» **Exercise inputs**:

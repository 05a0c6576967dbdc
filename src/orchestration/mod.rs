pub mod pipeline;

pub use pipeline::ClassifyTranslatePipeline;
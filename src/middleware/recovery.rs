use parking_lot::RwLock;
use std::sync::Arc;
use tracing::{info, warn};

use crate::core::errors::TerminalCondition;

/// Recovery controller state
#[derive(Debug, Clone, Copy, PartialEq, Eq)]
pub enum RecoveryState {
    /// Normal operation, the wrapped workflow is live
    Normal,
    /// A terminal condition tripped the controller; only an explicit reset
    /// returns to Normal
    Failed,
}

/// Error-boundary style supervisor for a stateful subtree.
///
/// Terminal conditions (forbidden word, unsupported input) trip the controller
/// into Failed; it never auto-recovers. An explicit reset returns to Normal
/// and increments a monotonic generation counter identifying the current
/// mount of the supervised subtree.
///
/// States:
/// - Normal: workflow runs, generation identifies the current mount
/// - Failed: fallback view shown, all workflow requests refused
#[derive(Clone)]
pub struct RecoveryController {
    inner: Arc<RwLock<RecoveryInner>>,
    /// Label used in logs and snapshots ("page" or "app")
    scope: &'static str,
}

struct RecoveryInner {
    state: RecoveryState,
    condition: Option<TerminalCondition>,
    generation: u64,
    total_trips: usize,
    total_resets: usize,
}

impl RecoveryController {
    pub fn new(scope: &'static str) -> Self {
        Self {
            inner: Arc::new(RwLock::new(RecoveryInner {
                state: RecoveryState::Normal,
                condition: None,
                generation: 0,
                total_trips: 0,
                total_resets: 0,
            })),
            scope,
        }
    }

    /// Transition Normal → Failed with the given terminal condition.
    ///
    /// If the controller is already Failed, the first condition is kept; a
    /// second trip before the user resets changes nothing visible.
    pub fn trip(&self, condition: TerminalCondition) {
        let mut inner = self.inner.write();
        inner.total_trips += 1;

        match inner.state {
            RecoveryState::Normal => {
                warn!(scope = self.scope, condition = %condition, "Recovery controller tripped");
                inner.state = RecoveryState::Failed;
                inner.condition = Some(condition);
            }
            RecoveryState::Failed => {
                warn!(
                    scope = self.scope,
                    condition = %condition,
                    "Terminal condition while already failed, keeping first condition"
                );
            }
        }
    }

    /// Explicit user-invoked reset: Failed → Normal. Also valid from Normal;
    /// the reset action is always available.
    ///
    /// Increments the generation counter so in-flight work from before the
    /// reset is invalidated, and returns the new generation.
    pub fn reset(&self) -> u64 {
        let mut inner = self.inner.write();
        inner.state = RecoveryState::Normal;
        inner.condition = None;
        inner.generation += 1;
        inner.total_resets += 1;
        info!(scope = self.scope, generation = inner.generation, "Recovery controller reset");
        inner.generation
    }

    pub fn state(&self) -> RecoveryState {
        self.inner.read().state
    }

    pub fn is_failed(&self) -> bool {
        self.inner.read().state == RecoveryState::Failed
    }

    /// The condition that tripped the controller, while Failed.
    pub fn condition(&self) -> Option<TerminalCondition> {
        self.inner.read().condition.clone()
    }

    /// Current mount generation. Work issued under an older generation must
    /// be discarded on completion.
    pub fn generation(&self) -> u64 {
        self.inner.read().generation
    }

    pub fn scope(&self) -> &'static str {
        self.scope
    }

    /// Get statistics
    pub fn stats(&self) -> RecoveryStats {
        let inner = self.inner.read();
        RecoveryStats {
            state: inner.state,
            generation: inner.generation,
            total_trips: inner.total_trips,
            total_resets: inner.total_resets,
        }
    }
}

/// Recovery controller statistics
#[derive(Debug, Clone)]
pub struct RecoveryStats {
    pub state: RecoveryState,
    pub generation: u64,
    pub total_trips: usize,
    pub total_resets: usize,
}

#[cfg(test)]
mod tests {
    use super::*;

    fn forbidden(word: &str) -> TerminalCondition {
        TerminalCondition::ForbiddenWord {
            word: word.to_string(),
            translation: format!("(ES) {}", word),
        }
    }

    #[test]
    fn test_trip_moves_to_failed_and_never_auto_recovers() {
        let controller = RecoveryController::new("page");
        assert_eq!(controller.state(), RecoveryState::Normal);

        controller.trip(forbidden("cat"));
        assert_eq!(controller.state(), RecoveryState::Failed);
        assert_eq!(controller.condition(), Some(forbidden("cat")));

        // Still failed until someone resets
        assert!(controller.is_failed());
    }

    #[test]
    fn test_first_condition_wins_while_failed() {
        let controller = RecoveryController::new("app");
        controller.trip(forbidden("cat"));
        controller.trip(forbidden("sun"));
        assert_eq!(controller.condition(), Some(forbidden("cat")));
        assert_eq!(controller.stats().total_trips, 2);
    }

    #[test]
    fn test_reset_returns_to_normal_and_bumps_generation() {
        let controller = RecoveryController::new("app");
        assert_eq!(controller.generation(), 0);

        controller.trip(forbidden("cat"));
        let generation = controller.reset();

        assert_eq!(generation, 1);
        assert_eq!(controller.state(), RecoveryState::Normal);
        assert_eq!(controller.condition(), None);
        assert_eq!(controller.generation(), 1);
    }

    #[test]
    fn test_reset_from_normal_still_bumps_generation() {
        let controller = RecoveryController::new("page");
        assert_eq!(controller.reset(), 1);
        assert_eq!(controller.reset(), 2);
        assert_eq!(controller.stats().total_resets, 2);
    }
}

...

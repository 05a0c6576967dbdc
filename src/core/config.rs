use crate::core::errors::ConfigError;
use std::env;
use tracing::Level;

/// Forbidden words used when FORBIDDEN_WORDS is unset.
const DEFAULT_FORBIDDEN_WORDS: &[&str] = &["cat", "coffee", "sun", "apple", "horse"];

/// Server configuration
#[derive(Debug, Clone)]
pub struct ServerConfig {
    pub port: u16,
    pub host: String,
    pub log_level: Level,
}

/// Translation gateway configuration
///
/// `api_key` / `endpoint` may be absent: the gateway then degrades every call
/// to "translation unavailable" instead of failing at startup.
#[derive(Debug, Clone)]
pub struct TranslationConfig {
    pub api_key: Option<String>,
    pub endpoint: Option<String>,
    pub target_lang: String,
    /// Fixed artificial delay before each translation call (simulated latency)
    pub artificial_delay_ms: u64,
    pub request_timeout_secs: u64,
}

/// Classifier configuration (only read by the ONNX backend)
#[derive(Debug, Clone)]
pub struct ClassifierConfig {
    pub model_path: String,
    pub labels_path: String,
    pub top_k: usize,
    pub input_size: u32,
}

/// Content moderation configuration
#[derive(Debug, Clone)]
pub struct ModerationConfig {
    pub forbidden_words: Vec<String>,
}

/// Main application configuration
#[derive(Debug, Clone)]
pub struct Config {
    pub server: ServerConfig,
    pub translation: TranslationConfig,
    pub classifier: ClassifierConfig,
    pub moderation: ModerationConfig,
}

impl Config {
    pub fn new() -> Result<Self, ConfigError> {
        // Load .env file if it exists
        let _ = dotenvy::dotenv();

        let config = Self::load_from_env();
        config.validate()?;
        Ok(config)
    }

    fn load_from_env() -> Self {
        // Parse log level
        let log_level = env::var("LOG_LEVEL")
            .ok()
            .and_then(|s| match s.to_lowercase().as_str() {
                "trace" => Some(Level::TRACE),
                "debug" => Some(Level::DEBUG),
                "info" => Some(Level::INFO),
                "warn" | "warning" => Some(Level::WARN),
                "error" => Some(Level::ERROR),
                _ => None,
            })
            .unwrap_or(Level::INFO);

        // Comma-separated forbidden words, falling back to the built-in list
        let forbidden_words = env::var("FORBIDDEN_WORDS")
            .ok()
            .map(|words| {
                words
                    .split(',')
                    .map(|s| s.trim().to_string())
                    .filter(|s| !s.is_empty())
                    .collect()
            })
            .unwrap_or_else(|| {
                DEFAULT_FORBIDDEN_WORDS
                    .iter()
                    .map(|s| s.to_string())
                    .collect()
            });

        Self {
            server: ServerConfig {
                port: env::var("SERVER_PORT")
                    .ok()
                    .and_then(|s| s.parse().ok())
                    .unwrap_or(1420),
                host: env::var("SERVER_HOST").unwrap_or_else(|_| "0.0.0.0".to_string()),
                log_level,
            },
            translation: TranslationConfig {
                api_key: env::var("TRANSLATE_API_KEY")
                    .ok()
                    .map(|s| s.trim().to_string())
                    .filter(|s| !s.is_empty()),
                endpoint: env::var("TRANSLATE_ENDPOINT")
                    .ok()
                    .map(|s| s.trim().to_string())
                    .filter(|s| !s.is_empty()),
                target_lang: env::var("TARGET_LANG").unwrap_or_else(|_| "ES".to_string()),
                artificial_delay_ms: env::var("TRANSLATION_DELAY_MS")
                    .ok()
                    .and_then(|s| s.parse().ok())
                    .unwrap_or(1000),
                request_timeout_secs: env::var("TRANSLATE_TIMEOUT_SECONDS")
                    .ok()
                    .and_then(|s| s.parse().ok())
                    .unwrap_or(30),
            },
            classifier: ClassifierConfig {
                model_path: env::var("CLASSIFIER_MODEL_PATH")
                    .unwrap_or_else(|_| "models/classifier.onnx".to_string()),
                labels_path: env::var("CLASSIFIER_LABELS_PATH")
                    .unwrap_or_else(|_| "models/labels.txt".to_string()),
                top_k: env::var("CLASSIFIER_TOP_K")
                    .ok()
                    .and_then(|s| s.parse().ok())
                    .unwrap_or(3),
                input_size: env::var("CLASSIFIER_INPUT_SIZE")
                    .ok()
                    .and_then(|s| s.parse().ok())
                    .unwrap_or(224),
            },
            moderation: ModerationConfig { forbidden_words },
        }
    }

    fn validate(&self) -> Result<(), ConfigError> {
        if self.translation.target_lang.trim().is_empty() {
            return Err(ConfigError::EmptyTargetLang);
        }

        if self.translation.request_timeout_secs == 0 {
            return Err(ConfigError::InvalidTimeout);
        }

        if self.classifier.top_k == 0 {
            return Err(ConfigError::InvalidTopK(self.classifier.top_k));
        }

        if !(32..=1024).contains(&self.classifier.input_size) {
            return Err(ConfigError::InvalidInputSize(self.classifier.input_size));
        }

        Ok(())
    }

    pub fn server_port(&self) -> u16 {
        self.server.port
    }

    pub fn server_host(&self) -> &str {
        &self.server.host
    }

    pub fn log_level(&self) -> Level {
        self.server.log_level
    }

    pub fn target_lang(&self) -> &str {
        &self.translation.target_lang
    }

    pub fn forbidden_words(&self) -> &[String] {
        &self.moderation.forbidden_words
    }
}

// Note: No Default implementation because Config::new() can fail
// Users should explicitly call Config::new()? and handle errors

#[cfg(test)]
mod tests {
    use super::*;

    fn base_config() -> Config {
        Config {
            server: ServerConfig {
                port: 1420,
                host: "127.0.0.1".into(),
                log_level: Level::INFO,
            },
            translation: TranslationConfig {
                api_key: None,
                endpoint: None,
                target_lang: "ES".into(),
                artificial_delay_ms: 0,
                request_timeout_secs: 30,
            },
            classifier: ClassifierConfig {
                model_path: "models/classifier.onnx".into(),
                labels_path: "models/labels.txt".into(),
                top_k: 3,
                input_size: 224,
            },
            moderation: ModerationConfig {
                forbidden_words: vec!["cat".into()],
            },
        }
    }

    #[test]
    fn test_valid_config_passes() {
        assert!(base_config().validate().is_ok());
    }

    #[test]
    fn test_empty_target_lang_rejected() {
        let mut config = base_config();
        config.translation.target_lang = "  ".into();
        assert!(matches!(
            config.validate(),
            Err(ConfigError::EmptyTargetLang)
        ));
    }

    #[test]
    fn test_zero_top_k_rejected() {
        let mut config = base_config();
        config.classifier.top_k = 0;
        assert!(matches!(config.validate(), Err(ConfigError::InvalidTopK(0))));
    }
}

* * *

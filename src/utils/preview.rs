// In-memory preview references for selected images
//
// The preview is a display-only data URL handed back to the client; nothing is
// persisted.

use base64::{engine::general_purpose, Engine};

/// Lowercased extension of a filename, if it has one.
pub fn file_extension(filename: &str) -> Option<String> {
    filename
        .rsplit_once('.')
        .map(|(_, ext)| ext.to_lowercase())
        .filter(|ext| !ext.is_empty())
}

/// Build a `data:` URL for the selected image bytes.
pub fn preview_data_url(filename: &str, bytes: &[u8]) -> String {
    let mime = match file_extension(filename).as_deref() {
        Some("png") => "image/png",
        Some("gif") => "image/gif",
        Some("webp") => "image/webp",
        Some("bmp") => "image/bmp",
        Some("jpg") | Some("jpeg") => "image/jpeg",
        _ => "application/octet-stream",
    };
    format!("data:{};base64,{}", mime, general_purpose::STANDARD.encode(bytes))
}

» **What is expected**: Where a line of the data holds "tripped", show that line.

» **Output of the exercise**:
    /// A terminal condition tripped the controller; only an explicit reset
                warn!(scope = self.scope, condition = %condition, "Recovery controller tripped");
    /// The condition that tripped the controller, while Failed.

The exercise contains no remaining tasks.